Suponhamos que, na actual conjuntura, temos a possibilidade de escolher entre um emprego num ou noutro sector. Se soubermos que na função pública pagam algo menos e que os aumentos vão ser menores, parecer-nos-á aceitável. Faz todo o sentido que se abdique de alguma remuneração pela segurança de emprego.
Não em Portugal. Por isso, sem termos excesso de funcionários públicos, temos um dos pesos mais elevados das remunerações no PIB. Mas a história não acaba aqui. Procurando fazer política redistributiva a partir da política salarial, remunerou-se proporcionalmente melhor a base do que o topo da pirâmide. O resultado está à vista. Mal lhes foi dada a oportunidade, os mais qualificados, que têm melhores alternativas no sector privado, aproveitaram os esquemas de mobilidade. A ponto de forçarem o Governo a decretar que essa legislação não se lhes aplica.

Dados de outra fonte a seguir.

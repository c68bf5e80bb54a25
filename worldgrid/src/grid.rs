//! Spatial containers: grids of cells indexing entity identifiers, and the sparse grid
//! map of a map instance.

use std::collections::{HashMap, HashSet};
use std::sync::{RwLock, RwLockReadGuard};

use indexmap::IndexSet;

use crate::coord::{CellCoord, GridCoord, MAX_NUMBER_OF_CELLS};
use crate::entity::{EntityId, EntityKind};
use crate::util::TimeTracker;


/// The two logical bags of a cell.
#[derive(Debug, Clone, Copy, PartialEq, Eq, Hash)]
pub enum Bag {
    /// Passive entities, only seen when nearby.
    Grid,
    /// World objects, players and far visible entities.
    World,
}

/// A cell only indexes membership, entities are owned by the map.
#[derive(Debug, Default)]
pub struct Cell {
    grid_objects: IndexSet<EntityId>,
    world_objects: IndexSet<EntityId>,
    /// Corpses added while their grid was not yet loaded, they are moved to the live
    /// bags by the grid loader.
    pending_corpses: IndexSet<EntityId>,
}

impl Cell {

    #[inline]
    pub fn bag(&self, bag: Bag) -> &IndexSet<EntityId> {
        match bag {
            Bag::Grid => &self.grid_objects,
            Bag::World => &self.world_objects,
        }
    }

    #[inline]
    fn bag_mut(&mut self, bag: Bag) -> &mut IndexSet<EntityId> {
        match bag {
            Bag::Grid => &mut self.grid_objects,
            Bag::World => &mut self.world_objects,
        }
    }

    /// Insert an entity in the given bag, return false if already present.
    #[inline]
    pub fn insert(&mut self, bag: Bag, id: EntityId) -> bool {
        self.bag_mut(bag).insert(id)
    }

    /// Remove an entity from whichever bag contains it.
    pub fn remove(&mut self, id: EntityId) -> bool {
        // Removing the last inserted entity restores the previous order exactly.
        self.grid_objects.swap_remove(&id)
            || self.world_objects.swap_remove(&id)
            || self.pending_corpses.swap_remove(&id)
    }

    /// Return true if the entity is indexed in this cell, pending corpses included.
    #[inline]
    pub fn contains(&self, id: EntityId) -> bool {
        self.is_live(id) || self.pending_corpses.contains(&id)
    }

    /// Return true if the entity is indexed in one of the live bags.
    #[inline]
    pub fn is_live(&self, id: EntityId) -> bool {
        self.grid_objects.contains(&id) || self.world_objects.contains(&id)
    }

    #[inline]
    pub fn is_empty(&self) -> bool {
        self.grid_objects.is_empty() && self.world_objects.is_empty() && self.pending_corpses.is_empty()
    }

    /// Iterate over both live bags.
    pub fn iter(&self) -> impl Iterator<Item = EntityId> + '_ {
        self.grid_objects.iter().chain(self.world_objects.iter()).copied()
    }

    #[inline]
    pub fn insert_pending_corpse(&mut self, id: EntityId) -> bool {
        self.pending_corpses.insert(id)
    }

    #[inline]
    pub fn pending_corpses(&self) -> &IndexSet<EntityId> {
        &self.pending_corpses
    }

    #[inline]
    pub fn take_pending_corpses(&mut self) -> IndexSet<EntityId> {
        std::mem::take(&mut self.pending_corpses)
    }

}


/// Load state of a grid.
#[derive(Debug, Clone, Copy, PartialEq, Eq)]
pub enum GridState {
    /// Loaded but nothing requires fast update.
    Idle,
    /// An active entity is around, relocation notifications run at full cadence.
    Active,
    /// Counting down its time to live before being unloaded.
    Removal,
}

/// A grid of cells, with its load state and unload protections.
#[derive(Debug)]
pub struct Grid {
    coord: GridCoord,
    /// Cells indexed by local `y * MAX_NUMBER_OF_CELLS + x`.
    cells: Vec<Cell>,
    state: GridState,
    /// Set once the grid loader materialized the spawns of every cell.
    object_data_loaded: bool,
    /// Explicit "do not unload" lock.
    unload_lock: bool,
    /// Number of active entities whose respawn point is in this grid.
    protection: u32,
    /// Time to live, counting down to the next state check while active and to the
    /// eviction while in removal state.
    pub(crate) ttl: TimeTracker,
    /// Throttle of relocation notifications.
    pub(crate) relocation_timer: TimeTracker,
    /// Personal phases already loaded, by phase and owner.
    personal_phases: HashSet<(u32, EntityId)>,
}

impl Grid {

    pub fn new(coord: GridCoord, unload_delay: u32) -> Self {
        Self {
            coord,
            cells: (0..MAX_NUMBER_OF_CELLS * MAX_NUMBER_OF_CELLS).map(|_| Cell::default()).collect(),
            state: GridState::Idle,
            object_data_loaded: false,
            unload_lock: false,
            protection: 0,
            ttl: TimeTracker::new(unload_delay),
            relocation_timer: TimeTracker::default(),
            personal_phases: HashSet::new(),
        }
    }

    #[inline]
    pub fn coord(&self) -> GridCoord {
        self.coord
    }

    #[inline]
    fn cell_index(&self, cell: CellCoord) -> Option<usize> {
        if cell.grid() != self.coord {
            return None;
        }
        let (x, y) = cell.local();
        Some(y * MAX_NUMBER_OF_CELLS as usize + x)
    }

    /// Get a cell of this grid, none if the cell belongs to another grid.
    #[inline]
    pub fn cell(&self, cell: CellCoord) -> Option<&Cell> {
        self.cell_index(cell).map(|index| &self.cells[index])
    }

    #[inline]
    pub fn cell_mut(&mut self, cell: CellCoord) -> Option<&mut Cell> {
        self.cell_index(cell).map(|index| &mut self.cells[index])
    }

    /// Iterate over all cells and their coordinates.
    pub fn cells(&self) -> impl Iterator<Item = (CellCoord, &Cell)> + '_ {
        self.coord.cells().iter().zip(self.cells.iter())
    }

    #[inline]
    pub fn state(&self) -> GridState {
        self.state
    }

    #[inline]
    pub fn set_state(&mut self, state: GridState) {
        self.state = state;
    }

    #[inline]
    pub fn is_loaded(&self) -> bool {
        self.object_data_loaded
    }

    #[inline]
    pub(crate) fn set_loaded(&mut self) {
        self.object_data_loaded = true;
    }

    #[inline]
    pub fn set_unload_lock(&mut self, lock: bool) {
        self.unload_lock = lock;
    }

    #[inline]
    pub fn is_unload_locked(&self) -> bool {
        self.unload_lock
    }

    #[inline]
    pub fn protection(&self) -> u32 {
        self.protection
    }

    #[inline]
    pub(crate) fn increment_protection(&mut self) {
        self.protection += 1;
    }

    #[inline]
    pub(crate) fn decrement_protection(&mut self) {
        debug_assert!(self.protection > 0, "grid protection underflow");
        self.protection = self.protection.saturating_sub(1);
    }

    /// Return true if this grid must not be unloaded, because of an explicit lock or
    /// active entities having their respawn point here.
    #[inline]
    pub fn is_protected(&self) -> bool {
        self.unload_lock || self.protection > 0
    }

    /// Count entities of the given kind in one bag of all cells.
    pub fn count(&self, bag: Bag, kind: EntityKind) -> usize {
        self.cells.iter()
            .map(|cell| cell.bag(bag).iter().filter(|id| id.kind == kind).count())
            .sum()
    }

    /// Iterate all entities of both live bags of all cells.
    pub fn entity_ids(&self) -> impl Iterator<Item = EntityId> + '_ {
        self.cells.iter().flat_map(Cell::iter)
    }

    /// Return true if no entity is indexed, including pending corpses.
    pub fn is_empty(&self) -> bool {
        self.cells.iter().all(Cell::is_empty)
    }

    /// Mark a personal phase as loaded for an owner, return false if already loaded.
    #[inline]
    pub(crate) fn mark_personal_phase(&mut self, phase_id: u32, owner: EntityId) -> bool {
        self.personal_phases.insert((phase_id, owner))
    }

}


/// The sparse map of grids of a map instance. Grids are created lazily under a write
/// lock, concurrent readers of the map are allowed during the tick fan-out.
#[derive(Debug, Default)]
pub struct GridMap {
    inner: RwLock<HashMap<GridCoord, Box<Grid>>>,
}

impl GridMap {

    pub fn new() -> Self {
        Self::default()
    }

    /// Create the grid at the given coordinate if absent, the constructor is called
    /// under the write lock so that exactly one grid is created for a coordinate.
    /// Return true if the grid has been created by this call.
    pub fn ensure<F>(&self, coord: GridCoord, make: F) -> bool
    where
        F: FnOnce() -> Grid,
    {

        if self.read().contains_key(&coord) {
            return false;
        }

        let mut grids = self.inner.write().unwrap_or_else(|e| e.into_inner());
        if grids.contains_key(&coord) {
            return false;
        }

        grids.insert(coord, Box::new(make()));
        true

    }

    /// Lock the grid map for reading.
    #[inline]
    pub fn read(&self) -> RwLockReadGuard<'_, HashMap<GridCoord, Box<Grid>>> {
        self.inner.read().unwrap_or_else(|e| e.into_inner())
    }

    #[inline]
    pub fn inner_mut(&mut self) -> &mut HashMap<GridCoord, Box<Grid>> {
        self.inner.get_mut().unwrap_or_else(|e| e.into_inner())
    }

    #[inline]
    pub fn contains(&self, coord: GridCoord) -> bool {
        self.read().contains_key(&coord)
    }

    #[inline]
    pub fn get_mut(&mut self, coord: GridCoord) -> Option<&mut Grid> {
        self.inner_mut().get_mut(&coord).map(|grid| &mut **grid)
    }

    #[inline]
    pub fn remove(&mut self, coord: GridCoord) -> Option<Box<Grid>> {
        self.inner_mut().remove(&coord)
    }

    /// Coordinates of all grids, sorted for deterministic processing.
    pub fn coords(&self) -> Vec<GridCoord> {
        let mut coords = self.read().keys().copied().collect::<Vec<_>>();
        coords.sort_unstable();
        coords
    }

    #[inline]
    pub fn len(&self) -> usize {
        self.read().len()
    }

    #[inline]
    pub fn is_empty(&self) -> bool {
        self.read().is_empty()
    }

}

Com a função pública a perder poder de compra nos últimos anos, os aumentos propostos pelo Governo fazem sentido no plano dos princípios. Na actual conjuntura, tenho as maiores dúvidas. É certo que pode estimular a procura. Porém, ao estabelecer um referencial para as negociações colectivas que sectores confrontados com a intensificação da concorrência internacional e a estagnação da procura dificilmente poderão seguir, potencia a conflitualidade. E diminui os recursos disponíveis para acudir a situações sociais, decorrentes do aumento do desemprego, que, ao contrário da previsão optimista do Governo, tem grande probabilidade de ocorrer.
Neste quadro, a intenção anunciada pelos sindicatos da função pública de convocar uma greve, por considerarem os aumentos insuficientes, parece surrealismo. À portuguesa.